Denardo S J, Richman C M, Kukis D L, Shen S, Lamborn K R, Miers L A, Kroger L A, Perez E A, Denardo G L
Section of Radiodiagnosis and Therapy, University of California Davis Medical Center, Sacramento, USA.
Anticancer Res. 1998 Nov-Dec;18(6A):4011-8.
Paclitaxel (Taxol) has demonstrated synergistic enhancement of radioimmunotherapy (RIT) of breast cancer with Y-90 labeled antibody ChL6, in the xenografted mouse model. To determine the optimal sequence and timing of RIT and Taxol for a prospective clinical trial, efficacy and dosimetry in mice, and dosimetry in patients receiving RIT alone, were examined.

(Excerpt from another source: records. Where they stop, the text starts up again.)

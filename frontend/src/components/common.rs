//! 页面共用的小组件

use campus_shared::ApiError;
use chrono::{NaiveDate, NaiveDateTime};
use leptos::prelude::*;

/// 提示消息：内容与是否为错误
#[derive(Clone, Copy)]
pub struct Notice {
    message: RwSignal<Option<(String, bool)>>,
}

impl Notice {
    pub fn new() -> Self {
        let message = RwSignal::new(None::<(String, bool)>);

        // 3秒后清除通知
        Effect::new(move |_| {
            if message.get().is_some() {
                set_timeout(move || message.set(None), std::time::Duration::from_secs(3));
            }
        });

        Self { message }
    }

    pub fn success(&self, text: impl Into<String>) {
        self.message.set(Some((text.into(), false)));
    }

    pub fn error(&self, text: impl Into<String>) {
        self.message.set(Some((text.into(), true)));
    }

    pub fn api_error(&self, prefix: &str, e: &ApiError) {
        self.error(format!("{}: {}", prefix, e.user_message()));
    }
}

#[component]
pub fn NoticeToast(notice: Notice) -> impl IntoView {
    let message = notice.message;
    view! {
        <Show when=move || message.with(Option::is_some)>
            <div class="toast toast-top toast-end z-50">
                <div class=move || {
                    if message.with(|m| m.as_ref().is_some_and(|(_, is_err)| *is_err)) {
                        "alert alert-error shadow-lg"
                    } else {
                        "alert alert-success shadow-lg"
                    }
                }>
                    <span>{move || message.with(|m| m.as_ref().map(|(text, _)| text.clone()))}</span>
                </div>
            </div>
        </Show>
    }
}

#[component]
pub fn Spinner() -> impl IntoView {
    view! {
        <div class="flex justify-center py-8 text-base-content/50">
            <span class="loading loading-spinner loading-md"></span>
            " 加载中..."
        </div>
    }
}

#[component]
pub fn Empty(#[prop(into)] text: String) -> impl IntoView {
    view! { <div class="text-center py-8 text-base-content/50">{text}</div> }
}

/// 表单行：标签 + 文本输入
#[component]
pub fn TextField(
    #[prop(into)] label: String,
    value: RwSignal<String>,
    #[prop(optional, into)] kind: Option<String>,
    #[prop(optional, into)] placeholder: String,
) -> impl IntoView {
    view! {
        <label class="form-control w-full">
            <div class="label">
                <span class="label-text">{label}</span>
            </div>
            <input
                type=kind.unwrap_or_else(|| "text".to_string())
                placeholder=placeholder
                class="input input-bordered w-full"
                prop:value=value
                on:input=move |ev| value.set(event_target_value(&ev))
            />
        </label>
    }
}

/// 逗号/空白分隔的输入拆成列表
pub fn split_list(raw: &str) -> Vec<String> {
    raw.split([',', '，', ' ', '\n'])
        .map(str::trim)
        .filter(|s| !s.is_empty())
        .map(str::to_string)
        .collect()
}

/// `<input type="datetime-local">` 的取值，秒可省略
pub fn parse_datetime_local(raw: &str) -> Option<NaiveDateTime> {
    let raw = raw.trim();
    NaiveDateTime::parse_from_str(raw, "%Y-%m-%dT%H:%M")
        .or_else(|_| NaiveDateTime::parse_from_str(raw, "%Y-%m-%dT%H:%M:%S"))
        .ok()
}

/// `<input type="date">` 的取值，空串视为未设置
pub fn parse_date(raw: &str) -> Option<NaiveDate> {
    NaiveDate::parse_from_str(raw.trim(), "%Y-%m-%d").ok()
}

#[cfg(test)]
mod tests {
    use super::*;

    #[test]
    fn test_split_list() {
        assert_eq!(
            split_list("a, b，c\n\n d"),
            vec!["a", "b", "c", "d"]
        );
        assert!(split_list("  ").is_empty());
    }

    #[test]
    fn test_parse_inputs() {
        let t = parse_datetime_local("2024-05-01T08:30").unwrap();
        assert_eq!(t.format("%Y-%m-%d %H:%M:%S").to_string(), "2024-05-01 08:30:00");
        assert!(parse_datetime_local("2024-05-01T08:30:15").is_some());
        assert!(parse_datetime_local("").is_none());

        assert_eq!(parse_date("2024-05-01"), NaiveDate::from_ymd_opt(2024, 5, 1));
        assert_eq!(parse_date(""), None);
    }
}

Mice bearing human breast cancer xenografts (HBT 3477) received i.v. Y-90-DOTA-peptide-ChL6 (260 microCi), and i.p. Taxol (300 or 600 micrograms) 72, 48, or 24 hours prior to RIT, or 6, 24, 48, or 72 hours after RIT.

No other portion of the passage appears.